The core session structure is simple. Pick four to six problems at your limit. These should be problems you can do the moves on individually but cannot link in one go. Work each problem for ten to fifteen minutes, attempting to link moves together. Rest three to five minutes between attempts. When you send a problem, move to the next one. When you cannot do any moves on a problem because you are too tired, the session is over. Most sessions last thirty to forty five minutes of actual board time.

Track your attempts. Write down every problem you try, how many attempts it took, and whether you sent it. This data is how you measure progress. If a problem that took you eight attempts last month now takes three, you are getting stronger even if you have not sent anything new. Progress on a system board is measured in reduced attempts and increased consistency, not just ticks.

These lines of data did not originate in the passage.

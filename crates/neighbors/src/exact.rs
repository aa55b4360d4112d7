//! Brute-force conditioning sets from a full distance matrix.

use ndarray::ArrayView2;
use rayon::prelude::*;
use tracing::{debug, warn};

use crate::assemble::{between_unchecked, observation_unchecked};
use crate::buffer::BoundedSortedBuffer;
use crate::config::{ResolvedSearch, SearchConfig};
use crate::distance::{pairwise_distances, validate_coordinates};
use crate::error::NeighborError;
use crate::result::ConditioningSets;

/// Finds the exact `k` nearest prior points of every point.
///
/// `distance_matrix` must be the `n × n` Euclidean distance matrix of the
/// points. Set `i` holds every `j < i` when `i <= k`, otherwise the `k`
/// indices `j < i` with the smallest `distance_matrix[[i, j]]`. Sets are
/// sorted by ascending distance; equal distances keep the lower index first.
///
/// A `k` of `n` or more is clipped to `n - 1` with a single warning, as in
/// [`crate::approximate_neighbors`].
///
/// The output does not depend on the rayon pool size.
///
/// # Errors
///
/// Returns [`NeighborError`] if the matrix is not square, has no rows,
/// contains non-finite values, or `k == 0`.
///
/// # Example
///
/// ```
/// use ndarray::array;
/// use vecchia_neighbors::{exact_neighbors, pairwise_distances};
///
/// let coords = array![[0.0], [1.0], [2.0], [3.0], [4.0]];
/// let dist = pairwise_distances(coords.view());
/// let sets = exact_neighbors(dist.view(), 2).unwrap();
/// assert_eq!(sets[4], vec![3, 2]);
/// ```
#[tracing::instrument(skip(distance_matrix), fields(n = distance_matrix.nrows()))]
pub fn exact_neighbors(
    distance_matrix: ArrayView2<'_, f64>,
    k: usize,
) -> Result<Vec<Vec<usize>>, NeighborError> {
    let (rows, cols) = distance_matrix.dim();
    if rows != cols {
        return Err(NeighborError::NonSquareDistanceMatrix { rows, cols });
    }
    if rows == 0 {
        return Err(NeighborError::EmptyCoordinates);
    }
    if k == 0 {
        return Err(NeighborError::InvalidK { k });
    }
    if distance_matrix.iter().any(|v| !v.is_finite()) {
        return Err(NeighborError::NonFiniteInput {
            input: "distance_matrix",
        });
    }

    let search = ResolvedSearch {
        k: k.min(rows - 1),
        requested_k: k,
        start_at: 0,
        n_candidates: rows - 1,
    };
    if search.is_clipped() {
        warn!(
            requested = k,
            n_candidates = search.n_candidates,
            k = search.k,
            "number of neighbors exceeds the number of candidates; clipped"
        );
    }
    let sets = scan(distance_matrix, &search);
    debug!(n = rows, k = search.k, "exact neighbor search done");
    Ok(sets)
}

/// Brute-force counterpart of [`crate::approximate_neighbors`].
///
/// Builds the full distance matrix, finds exact neighbor sets for
/// `start_at..n` restricted to the configured search ceiling, then assembles
/// both distance structures. k is clipped exactly like the approximate
/// finder. Costs O(n²) time and memory.
///
/// # Errors
///
/// Returns [`NeighborError`] on invalid coordinates or configuration.
#[tracing::instrument(skip(coords, config), fields(n = coords.nrows(), k = config.k()))]
pub fn exact_conditioning_sets(
    coords: ArrayView2<'_, f64>,
    config: &SearchConfig,
) -> Result<ConditioningSets, NeighborError> {
    let n = validate_coordinates(coords)?;
    let search = config.resolve(n)?;
    if search.is_clipped() {
        warn!(
            requested = search.requested_k,
            n_candidates = search.n_candidates,
            k = search.k,
            "number of neighbors exceeds the number of candidates; clipped"
        );
    }

    let dist = pairwise_distances(coords);
    let neighbors = scan(dist.view(), &search);
    let obs = observation_unchecked(coords, search.start_at, &neighbors);
    let between = between_unchecked(coords, &neighbors);
    debug!(n, k = search.k, "exact conditioning sets assembled");

    Ok(ConditioningSets::new(
        search.start_at,
        search.requested_k,
        search.k,
        neighbors,
        obs,
        between,
    ))
}

/// Scans every eligible `j` for each point in `start_at..n`.
///
/// Per-point cost grows with `i`; rayon's work stealing evens out the
/// triangular load.
fn scan(dist: ArrayView2<'_, f64>, search: &ResolvedSearch) -> Vec<Vec<usize>> {
    let n = dist.nrows();
    (search.start_at..n)
        .into_par_iter()
        .map(|i| {
            if search.k == 0 {
                return Vec::new();
            }
            let mut buf = BoundedSortedBuffer::new(search.k);
            for j in 0..i.min(search.n_candidates) {
                buf.insert(dist[[i, j]], j);
            }
            buf.indices().collect()
        })
        .collect()
}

There are three types of sessions you should rotate between. Limit bouldering sessions focus on problems at your absolute maximum. You work single moves or short links, resting fully between attempts. This is where the biggest strength gains happen. Volume sessions use easier problems at higher density. Four to six problems that you can send in one to three attempts each, with short rest. This builds power endurance. Flash sessions focus on reading and executing problems first try. Pick problems one to two grades below your max and try to flash them. This trains onsight movement skills on steep terrain.

Do not skip the cool down. Five minutes of easy climbing followed by light stretching of the forearms, shoulders, and hips. The system board creates high loads on your finger flexors and shoulder stabilizers. A proper cool down reduces next day soreness and long term injury risk. If you are too tired to climb after a board session, do ten minutes of active mobility instead.

Common Mistakes That Kill Progress and Cause Injuries

The most common mistake on system boards is training too often. The combination of steep angle, small holds, and powerful movement creates enormous stress on finger tendons and shoulder capsules. Two sessions per week is the ceiling. One quality session per week is enough to make measurable gains. If you feel finger soreness that does not resolve with two days of rest, you are overtraining. Back off immediately. A pulley strain takes six to eight weeks to heal. A prevention protocol takes zero weeks.

The second mistake is ignoring feet. System boards have screw on footholds, and many climbers treat them as optional. They are not optional. Every move on a system board should have a designated foot placement. Training without feet builds raw pulling power but does not build the foot tension and hip control that transfers to real climbing. The climbers who benefit most from system boards are the ones who use their feet on every move, even on the smallest screw ons.

The third mistake is only projecting. Spending an entire session on one problem, failing repeatedly, and leaving without a send is a wasted session. Projecting has value, but it should be balanced with problems you can send. The send is what wires the movement pattern into your nervous system. Every project should include work on problems you can complete, because completions are what build confidence and movement quality.

The fourth mistake is training through pain. System board training will make your fingers sore. That is normal. But there is a difference between muscle fatigue and tendon pain. Muscle soreness is diffuse and bilateral. Tendon pain is localized, sharp, and often unilateral. If you feel a twinge on one side of a finger, stop. If you feel a pop, stop and see a specialist. The difference between a minor strain and a full rupture is often just a few more pulls. Walk away while you can still climb next week.

The final mistake is expecting system board gains to show up immediately. Power training works on a longer timeline than endurance or technique. You will not feel stronger after one session. You will feel stronger after four to six weeks of consistent training. Track your attempts, trust the process, and let the adaptations accumulate. The problems that felt impossible in week one will feel achievable in week four. The problems that felt achievable in week four will feel easy in week eight. That is how power training works. Slow, then sudden.